(Given information Opens)

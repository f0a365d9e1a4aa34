//! Typed configuration.
//!
//! Plain serde structs; layering (defaults, YAML, environment) is the job of the
//! binary that loads them. Unknown fields are rejected everywhere.

use std::time::Duration;

use serde::{Deserialize, Serialize};

use crate::ConnectOpts;
use crate::audit::AuditConfig;
use crate::migrate::MigrationStep;

#[derive(Debug, Clone, Default, Serialize, Deserialize)]
#[serde(deny_unknown_fields, default)]
pub struct TenancyConfig {
    pub database: DatabaseConfig,
    pub audit: AuditConfig,
    pub logging: LoggingConfig,
    /// Ordered evolution steps consumed by the orchestrator.
    pub steps: Vec<MigrationStep>,
}

#[derive(Debug, Clone, Serialize, Deserialize)]
#[serde(deny_unknown_fields, default)]
pub struct DatabaseConfig {
    /// `postgres://...` or `sqlite:...`.
    pub dsn: String,
    pub max_conns: Option<u32>,
    pub min_conns: Option<u32>,
    #[serde(with = "humantime_serde")]
    pub acquire_timeout: Option<Duration>,
}

impl Default for DatabaseConfig {
    fn default() -> Self {
        let opts = ConnectOpts::default();
        Self {
            dsn: "sqlite://tenancy.db?mode=rwc".to_owned(),
            max_conns: opts.max_conns,
            min_conns: opts.min_conns,
            acquire_timeout: opts.acquire_timeout,
        }
    }
}

impl DatabaseConfig {
    #[must_use]
    pub fn connect_opts(&self) -> ConnectOpts {
        ConnectOpts {
            max_conns: self.max_conns,
            min_conns: self.min_conns,
            acquire_timeout: self.acquire_timeout,
            ..ConnectOpts::default()
        }
    }
}

#[derive(Debug, Clone, Serialize, Deserialize)]
#[serde(deny_unknown_fields, default)]
pub struct LoggingConfig {
    /// Default filter directive when `RUST_LOG` is unset.
    pub level: String,
    pub json: bool,
}

impl Default for LoggingConfig {
    fn default() -> Self {
        Self {
            level: "info".to_owned(),
            json: false,
        }
    }
}

#[cfg(test)]
#[cfg_attr(coverage_nightly, coverage(off))]
mod tests {
    use super::*;
    use crate::audit::AuditMode;
    use crate::migrate::{OrphanPolicy, StepAction, TenantSource};

    #[test]
    fn parses_full_document() {
        let cfg: TenancyConfig = serde_json::from_value(serde_json::json!({
            "database": { "dsn": "postgres://app@db/app", "max_conns": 4, "acquire_timeout": "5s" },
            "audit": { "mode": "queued", "sensitive_entities": ["clients"] },
            "logging": { "level": "debug", "json": true },
            "steps": [
                { "sequence_id": 1, "description": "registry", "action": { "kind": "tenant_registry" } },
                {
                    "sequence_id": 2,
                    "description": "isolate orders",
                    "action": {
                        "kind": "isolate_tables",
                        "tables": [
                            { "table": "customers", "source": { "column": { "column": "org_id" } } },
                            {
                                "table": "orders",
                                "source": { "parent": { "foreign_key": "customer_id", "parent_table": "customers" } }
                            }
                        ]
                    }
                }
            ]
        }))
        .unwrap();

        assert_eq!(cfg.database.max_conns, Some(4));
        assert_eq!(cfg.database.acquire_timeout, Some(Duration::from_secs(5)));
        assert_eq!(cfg.audit.mode, AuditMode::Queued);
        assert!(cfg.logging.json);
        assert_eq!(cfg.steps.len(), 2);
        let StepAction::IsolateTables { tables } = &cfg.steps[1].action else {
            panic!("expected isolate_tables");
        };
        assert_eq!(tables[1].key_column, "id");
        assert!(matches!(tables[1].orphans, OrphanPolicy::Fail));
        let TenantSource::Parent { parent_key, parent_tenant_column, .. } = &tables[1].source else {
            panic!("expected parent source");
        };
        assert_eq!(parent_key, "id");
        assert_eq!(parent_tenant_column, "tenant_id");
    }

    #[test]
    fn unknown_fields_are_rejected() {
        let res: Result<TenancyConfig, _> =
            serde_json::from_value(serde_json::json!({ "database": { "url": "x" } }));
        assert!(res.is_err());
    }

    #[test]
    fn connect_opts_follow_config() {
        let db = DatabaseConfig {
            max_conns: Some(2),
            ..DatabaseConfig::default()
        };
        let opts = db.connect_opts();
        assert_eq!(opts.max_conns, Some(2));
        assert!(!opts.test_before_acquire);
    }
}
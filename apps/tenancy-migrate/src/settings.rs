//! Layered configuration: defaults, then the YAML file, then `TENANCY__*` variables.

use std::path::Path;

use anyhow::{Context, Result};
use figment::Figment;
use figment::providers::{Env, Format, Serialized, Yaml};
use tenancy_db::config::TenancyConfig;

pub const DEFAULT_CONFIG_PATH: &str = "config/tenancy.yaml";
const ENV_PREFIX: &str = "TENANCY__";

/// Load the effective configuration.
///
/// An explicitly requested file must exist; the default path is optional.
pub fn load(explicit: Option<&Path>) -> Result<TenancyConfig> {
    let mut figment = Figment::new().merge(Serialized::defaults(TenancyConfig::default()));
    match explicit {
        Some(path) => {
            if !path.is_file() {
                anyhow::bail!("config file does not exist: {}", path.display());
            }
            figment = figment.merge(Yaml::file(path));
        }
        None => {
            if Path::new(DEFAULT_CONFIG_PATH).is_file() {
                figment = figment.merge(Yaml::file(DEFAULT_CONFIG_PATH));
            }
        }
    }
    figment
        .merge(Env::prefixed(ENV_PREFIX).split("__"))
        .extract()
        .context("invalid configuration")
}
//! Isolation predicate store.
//!
//! Everything runtime code can do to an isolated table goes through a
//! [`StoreSession`]: selects are wrapped in [`SecureSelect`] with the tenant predicate
//! already applied, inserts are stamped with the bound tenant, and updates and
//! deletes are restricted by both primary key and tenant.
//!
//! The session-scoped tenant variable is a [`SessionVar`]: readable by anyone,
//! settable only from inside the crate (the context manager).

mod cond;
mod entity;
pub mod policy;
mod select;
mod session_var;
mod store;

pub use cond::{id_condition, tenant_condition};
pub use entity::IsolatedEntity;
pub use policy::IsolationPolicy;
pub use select::SecureSelect;
pub use session_var::{SessionVar, TENANT_SETTING};
pub use store::{IsolationStore, StoreSession};

pub(crate) use entity::entity_name;
pub(crate) use store::{
    delete_isolated, ensure_writable, insert_as, insert_isolated, primary_value, update_isolated,
};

(Given information Closes)

§ Directions for this task: A copy of each line above that holds the word "Duration" is the expected answer.

§ Solution for this exercise:
use std::time::Duration;
    pub acquire_timeout: Option<Duration>,
        assert_eq!(cfg.database.acquire_timeout, Some(Duration::from_secs(5)));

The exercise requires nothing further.